BACKGROUND OF THE INVENTION

The invention relates to a control circuit for controlling the solenoid driver of a dispenser that deposits fluid upon a conveyed substrate. More specifically, the invention relates to such a control circuit that compensates for the pull-in delay and drop-out delay inherent in the dispenser so that the dispenser deposits a bead of fluid commencing at a preselected position for a preselected duration.

In many phases of manufacturing there is a need to activate a responsive device which will act on a moving object. In the packaging or product assembly phases of manufacturing, for example it is often desired to apply a bead of adhesive of a given length to a specific area of an object (or substrate) while the substrate moves on a conveyor past a dispensing device. Generally, the dispenser must be turned on and off at precise times in order to apply the adhesive to the proper area on the object. For ease of understanding, the invention can be described in terms of this one specific application. Many other applications are of course possible.

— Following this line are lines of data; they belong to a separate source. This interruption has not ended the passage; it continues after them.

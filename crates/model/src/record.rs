use std::collections::BTreeMap;

use datasets::wire::{City, CountryEntry, Feature};
use foundation::ids::RecordId;
use foundation::math::LonLat;
use serde_json::Value;

use crate::error::MalformedRecordError;

#[derive(Debug, Copy, Clone, PartialEq, Eq)]
pub enum RecordKind {
    Point,
    Region,
}

/// One plottable entity, normalized from a raw dataset item.
///
/// Invariants, enforced at construction:
/// - `Point` records carry a present, finite `position` and no rings.
/// - `Region` records carry a non-empty ring set and no position.
///
/// Records are created once per incoming dataset item and never mutated.
#[derive(Debug, Clone, PartialEq)]
pub struct GeoRecord {
    pub id: RecordId,
    pub kind: RecordKind,
    pub position: Option<LonLat>,
    /// Outer ring first, holes after, matching the geometry source.
    pub rings: Vec<Vec<LonLat>>,
    /// Classification metric (magnitude, population, density). NaN means
    /// no data; the classifier maps it to the no-data class.
    pub metric: f64,
    pub label: String,
    pub attributes: BTreeMap<String, Value>,
}

impl GeoRecord {
    pub fn point(
        id: RecordId,
        position: LonLat,
        metric: f64,
        label: impl Into<String>,
        attributes: BTreeMap<String, Value>,
    ) -> Result<Self, MalformedRecordError> {
        let label = label.into();
        if !position.is_finite() {
            return Err(MalformedRecordError::BadPosition(label));
        }
        Ok(Self {
            id,
            kind: RecordKind::Point,
            position: Some(position),
            rings: Vec::new(),
            metric,
            label,
            attributes,
        })
    }

    pub fn region(
        id: RecordId,
        rings: Vec<Vec<LonLat>>,
        metric: f64,
        label: impl Into<String>,
        attributes: BTreeMap<String, Value>,
    ) -> Result<Self, MalformedRecordError> {
        let label = label.into();
        if rings.is_empty() || rings.iter().all(|r| r.is_empty()) {
            return Err(MalformedRecordError::EmptyGeometry(label));
        }
        Ok(Self {
            id,
            kind: RecordKind::Region,
            position: None,
            rings,
            metric,
            label,
            attributes,
        })
    }

    pub fn has_metric(&self) -> bool {
        self.metric.is_finite()
    }
}

/// Normalizes one GeoJSON point feature (an event record).
pub fn normalize_event(id: RecordId, feature: &Feature) -> Result<GeoRecord, MalformedRecordError> {
    let [lon, lat] = feature.geometry.coordinates;
    let metric = feature.properties.mag.unwrap_or(f64::NAN);

    let mut attributes = BTreeMap::new();
    attributes.insert("depth".to_string(), Value::from(feature.properties.depth));
    attributes.insert("time".to_string(), Value::from(feature.properties.time));

    GeoRecord::point(
        id,
        LonLat::new(lon, lat),
        metric,
        feature.properties.place.clone(),
        attributes,
    )
}

/// Normalizes one city row (a point-of-interest marker).
pub fn normalize_city(id: RecordId, city: &City) -> Result<GeoRecord, MalformedRecordError> {
    let mut attributes = BTreeMap::new();
    attributes.insert("country".to_string(), Value::from(city.country.clone()));
    attributes.insert("continent".to_string(), Value::from(city.continent.clone()));

    GeoRecord::point(
        id,
        LonLat::new(city.lon, city.lat),
        city.population as f64,
        city.name.clone(),
        attributes,
    )
}

/// Normalizes one country statistics entry joined with its outline.
pub fn normalize_country(
    id: RecordId,
    alpha3: &str,
    entry: &CountryEntry,
    rings: Vec<Vec<LonLat>>,
) -> Result<GeoRecord, MalformedRecordError> {
    let mut attributes = BTreeMap::new();
    attributes.insert("alpha3".to_string(), Value::from(alpha3));
    attributes.insert("population".to_string(), Value::from(entry.population));

    GeoRecord::region(id, rings, entry.density, entry.name.clone(), attributes)
}

#[cfg(test)]
mod tests {
    use super::{normalize_city, normalize_country, normalize_event, GeoRecord, RecordKind};
    use crate::error::MalformedRecordError;
    use datasets::static_data;
    use foundation::ids::RecordId;
    use foundation::math::LonLat;
    use std::collections::BTreeMap;

    #[test]
    fn event_normalizes_to_a_point_record() {
        let fc = static_data::earthquakes();
        let rec = normalize_event(RecordId::new(0), &fc.features[2]).unwrap();
        assert_eq!(rec.kind, RecordKind::Point);
        assert_eq!(rec.label, "Japan");
        assert_eq!(rec.metric, 6.2);
        let pos = rec.position.unwrap();
        assert!((pos.lon_deg - 141.7589).abs() < 1e-9);
        assert_eq!(rec.attributes["depth"], serde_json::json!(50.5));
    }

    #[test]
    fn city_normalizes_population_as_metric() {
        let cities = static_data::cities();
        let rec = normalize_city(RecordId::new(0), &cities[0]).unwrap();
        assert_eq!(rec.label, "Tokyo");
        assert_eq!(rec.metric, 37_400_000.0);
        assert_eq!(rec.attributes["continent"], serde_json::json!("Asia"));
    }

    #[test]
    fn non_finite_position_is_rejected() {
        let err = GeoRecord::point(
            RecordId::new(0),
            LonLat::new(f64::NAN, 10.0),
            1.0,
            "bad",
            BTreeMap::new(),
        )
        .unwrap_err();
        assert_eq!(err, MalformedRecordError::BadPosition("bad".to_string()));
    }

    #[test]
    fn missing_metric_becomes_nan_not_an_error() {
        let fc = static_data::earthquakes();
        let mut feature = fc.features[0].clone();
        feature.properties.mag = None;
        let rec = normalize_event(RecordId::new(0), &feature).unwrap();
        assert!(rec.metric.is_nan());
        assert!(!rec.has_metric());
    }

    #[test]
    fn country_entry_joins_with_its_outline() {
        let population = static_data::population();
        let entry = &population.data["JPN"];
        let rings = vec![vec![
            LonLat::new(130.0, 30.0),
            LonLat::new(146.0, 30.0),
            LonLat::new(146.0, 45.0),
            LonLat::new(130.0, 45.0),
        ]];
        let rec = normalize_country(RecordId::new(0), "JPN", entry, rings).unwrap();
        assert_eq!(rec.kind, RecordKind::Region);
        assert_eq!(rec.label, "Japan");
        assert_eq!(rec.metric, entry.density);
        assert_eq!(rec.attributes["alpha3"], serde_json::json!("JPN"));
    }

    #[test]
    fn region_requires_rings() {
        let err = GeoRecord::region(RecordId::new(0), Vec::new(), 1.0, "empty", BTreeMap::new())
            .unwrap_err();
        assert_eq!(err, MalformedRecordError::EmptyGeometry("empty".to_string()));
    }
}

In order to activate the dispenser in automated systems, a sensor is generally employed to detect the substrate moving on the conveyor. The sensor is generally located to sense the presence of the substrate upstream from the dispenser. Therefore, the activation of the responsive device must be delayed for some period of time after the substrate is sensed, specifically, until the substrate reaches the dispenser. Thereafter, the dispenser is activated for some given duration of time, during which adhesive is applied to the substrate.

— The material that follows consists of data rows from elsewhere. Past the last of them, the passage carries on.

//! Provider abstraction for the dataset endpoints.
//!
//! Two implementations: `HttpProvider` talks to the data service over
//! JSON, `MemoryProvider` serves the embedded tables (offline runs and
//! tests). New providers implement the `DataProvider` trait.

use std::future::Future;
use std::pin::Pin;

use datasets::static_data;
use datasets::wire::{CitiesResponse, CityFilter, FeatureCollection, PopulationResponse, StatsResponse};

/// Error type for provider operations.
#[derive(Debug)]
pub struct FetchError {
    pub message: String,
    pub source: Option<Box<dyn std::error::Error + Send + Sync>>,
}

impl std::fmt::Display for FetchError {
    fn fmt(&self, f: &mut std::fmt::Formatter<'_>) -> std::fmt::Result {
        write!(f, "{}", self.message)
    }
}

impl std::error::Error for FetchError {
    fn source(&self) -> Option<&(dyn std::error::Error + 'static)> {
        self.source.as_ref().map(|e| e.as_ref() as _)
    }
}

impl FetchError {
    pub fn new(message: impl Into<String>) -> Self {
        Self {
            message: message.into(),
            source: None,
        }
    }

    pub fn with_source(
        message: impl Into<String>,
        source: impl std::error::Error + Send + Sync + 'static,
    ) -> Self {
        Self {
            message: message.into(),
            source: Some(Box::new(source)),
        }
    }
}

/// Type alias for a boxed future that can be sent between threads.
pub type BoxFuture<'a, T> = Pin<Box<dyn Future<Output = T> + Send + 'a>>;

/// Trait for dataset providers.
///
/// Implementations must be `Send + Sync` for use across async tasks.
/// Methods return boxed futures for dyn-compatibility.
pub trait DataProvider: Send + Sync {
    fn earthquakes(&self) -> BoxFuture<'_, Result<FeatureCollection, FetchError>>;

    /// Cities matching `filter`; an empty filter returns all of them.
    fn cities(&self, filter: CityFilter) -> BoxFuture<'_, Result<CitiesResponse, FetchError>>;

    fn population(&self) -> BoxFuture<'_, Result<PopulationResponse, FetchError>>;

    fn stats(&self) -> BoxFuture<'_, Result<StatsResponse, FetchError>>;
}

/// HTTP provider against the data service.
pub struct HttpProvider {
    base_url: String,
    client: reqwest::Client,
}

impl HttpProvider {
    pub fn new(base_url: impl Into<String>) -> Self {
        let mut base_url = base_url.into();
        while base_url.ends_with('/') {
            base_url.pop();
        }
        Self {
            base_url,
            client: reqwest::Client::new(),
        }
    }

    async fn get_json<T: serde::de::DeserializeOwned>(&self, path: &str) -> Result<T, FetchError> {
        let url = format!("{}{path}", self.base_url);
        let resp = self
            .client
            .get(&url)
            .send()
            .await
            .map_err(|e| FetchError::with_source(format!("request to {url} failed"), e))?;

        if !resp.status().is_success() {
            return Err(FetchError::new(format!("HTTP error from {url}: {}", resp.status())));
        }

        resp.json::<T>()
            .await
            .map_err(|e| FetchError::with_source(format!("bad payload from {url}"), e))
    }
}

impl DataProvider for HttpProvider {
    fn earthquakes(&self) -> BoxFuture<'_, Result<FeatureCollection, FetchError>> {
        Box::pin(self.get_json("/api/data/earthquakes"))
    }

    fn cities(&self, filter: CityFilter) -> BoxFuture<'_, Result<CitiesResponse, FetchError>> {
        let mut path = "/api/data/cities".to_string();
        let mut sep = '?';
        if let Some(continent) = &filter.continent {
            path.push(sep);
            path.push_str("continent=");
            path.push_str(continent);
            sep = '&';
        }
        if let Some(min) = filter.min_population {
            path.push(sep);
            path.push_str("minPopulation=");
            path.push_str(&min.to_string());
        }
        Box::pin(async move { self.get_json(&path).await })
    }

    fn population(&self) -> BoxFuture<'_, Result<PopulationResponse, FetchError>> {
        Box::pin(self.get_json("/api/data/population"))
    }

    fn stats(&self) -> BoxFuture<'_, Result<StatsResponse, FetchError>> {
        Box::pin(self.get_json("/api/data/stats"))
    }
}

/// In-memory provider backed by the embedded tables. Never fails.
#[derive(Debug, Default, Clone, Copy)]
pub struct MemoryProvider;

impl MemoryProvider {
    pub fn new() -> Self {
        Self
    }
}

impl DataProvider for MemoryProvider {
    fn earthquakes(&self) -> BoxFuture<'_, Result<FeatureCollection, FetchError>> {
        Box::pin(async { Ok(static_data::earthquakes()) })
    }

    fn cities(&self, filter: CityFilter) -> BoxFuture<'_, Result<CitiesResponse, FetchError>> {
        Box::pin(async move {
            let cities = datasets::wire::filter_cities(&static_data::cities(), &filter);
            Ok(CitiesResponse {
                count: cities.len(),
                cities,
            })
        })
    }

    fn population(&self) -> BoxFuture<'_, Result<PopulationResponse, FetchError>> {
        Box::pin(async { Ok(static_data::population()) })
    }

    fn stats(&self) -> BoxFuture<'_, Result<StatsResponse, FetchError>> {
        Box::pin(async {
            let events = static_data::earthquakes();
            let cities = static_data::cities();
            let population = static_data::population();
            Ok(datasets::stats::compute_stats(&events, &cities, &population.data))
        })
    }
}

#[cfg(test)]
mod tests {
    use super::{DataProvider, MemoryProvider};
    use datasets::wire::CityFilter;

    #[tokio::test]
    async fn memory_provider_serves_the_embedded_tables() {
        let provider = MemoryProvider::new();
        assert_eq!(provider.earthquakes().await.unwrap().features.len(), 25);
        assert_eq!(
            provider.cities(CityFilter::default()).await.unwrap().count,
            35
        );
        assert_eq!(provider.population().await.unwrap().data.len(), 56);
    }

    #[tokio::test]
    async fn memory_provider_applies_the_city_filter() {
        let provider = MemoryProvider::new();
        let resp = provider
            .cities(CityFilter {
                continent: Some("europe".to_string()),
                min_population: None,
            })
            .await
            .unwrap();
        assert!(resp.count > 0);
        assert!(resp.cities.iter().all(|c| c.continent == "Europe"));
    }

    #[tokio::test]
    async fn memory_stats_match_the_dataset() {
        let provider = MemoryProvider::new();
        let stats = provider.stats().await.unwrap();
        assert_eq!(stats.earthquakes.total, 25);
        assert_eq!(stats.cities.total, 35);
        assert_eq!(stats.countries.total, 56);
    }
}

The amount of time for which the start of the activating control signal must be delayed and the duration of the activating signal are influenced by many factors such as conveyor speed, distance from the sensor to the dispenser, the distance between the triggering edge of the object and the location on the object which the bead is to start (for turn on) or bead length (for turn off), and the time required for the dispenser to turn on in response to a control signal (hereinafter characterized as "pull-in delay") or drop out in response to removal of the control signal (hereinafter characterized as "drop-out delay"), or other system delays which are constant as a function of time irrespective of conveyor speed.

Each dispenser has an inherent pull-in delay and drop-out delay that is unique to itself. In applications using multiple dispensers that require particularly critical placement of fluid (e.g. hot melt adhesive), it is necessary that the particular delays of each dispenser be compensated for. Systems using a single time (delay-duration) have been unable to compensate for each dispenser. In order to compensate for each individual dispenser, the compensation (or control) circuit for the driver should be physically located at the solenoid driver. This type of compensation cannot easily be done with earlier devices.

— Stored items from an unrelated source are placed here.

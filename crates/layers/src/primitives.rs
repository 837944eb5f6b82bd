use foundation::ids::RecordId;
use foundation::math::Vec2;
use symbology::classify::Rgba8;

/// A filled circle in screen space.
#[derive(Debug, Copy, Clone, PartialEq)]
pub struct MarkerPrimitive {
    pub record: RecordId,
    pub center: Vec2,
    pub radius_px: f64,
    pub fill: Rgba8,
    pub stroke: Rgba8,
    pub stroke_width_px: f32,
}

/// A screen-space arc from a source to a target point, color-interpolated
/// between the two endpoints.
#[derive(Debug, Copy, Clone, PartialEq)]
pub struct ArcPrimitive {
    pub record: RecordId,
    pub source: Vec2,
    pub target: Vec2,
    pub source_color: Rgba8,
    pub target_color: Rgba8,
    pub width_px: f32,
}

/// A filled region outline in screen space, outer ring first.
#[derive(Debug, Clone, PartialEq)]
pub struct PolygonPrimitive {
    pub record: RecordId,
    pub rings: Vec<Vec<Vec2>>,
    pub fill: Rgba8,
    pub stroke: Rgba8,
    pub stroke_width_px: f32,
}

/// One swatch of a legend, lowest class first.
#[derive(Debug, Clone, PartialEq)]
pub struct LegendEntry {
    pub label: String,
    pub swatch: Rgba8,
}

In some applications the combination of such factors as dispensing duration and pull-in delay may be such (e.g. dispensing duration less than pull-in delay) that it is impossible for the dispenser to deposit the bead of adhesive in the correct fashion. Earlier devices have been unable to compensate for this sort of problem with the result being that a bead is not deposited.

SUMMARY OF THE INVENTION

The invention is a control circuit for a solenoid driver for a dispenser for dispensing fluid for a preselected dispensing duration upon a conveyed substrate commencing at a preselected position. The dispenser has an inherent pull-in delay and drop-out delay.

The control circuit comprises a tachometer means which is connected to the conveyor and which generates pulses representative of the speed of the conveyor. A sensor means mounted adjacent the conveyor which senses the presence of the substrate at a preselected location. The sensor means generates a trigger signal indicating that the substrate is at the preselected location.

A delay means which is enabled through the trigger signal and which generates an enabling signal after receiving a preselected number of pulses. A duration means which is enabled by the enabling signal and which generates an initial driving signal of a preselected signal duration.

A compensator means which receives the initial driving signal and modifies the commencement and duration of the initial driving signal to compensate for the pull-in delay and drop-out delay of the dispenser.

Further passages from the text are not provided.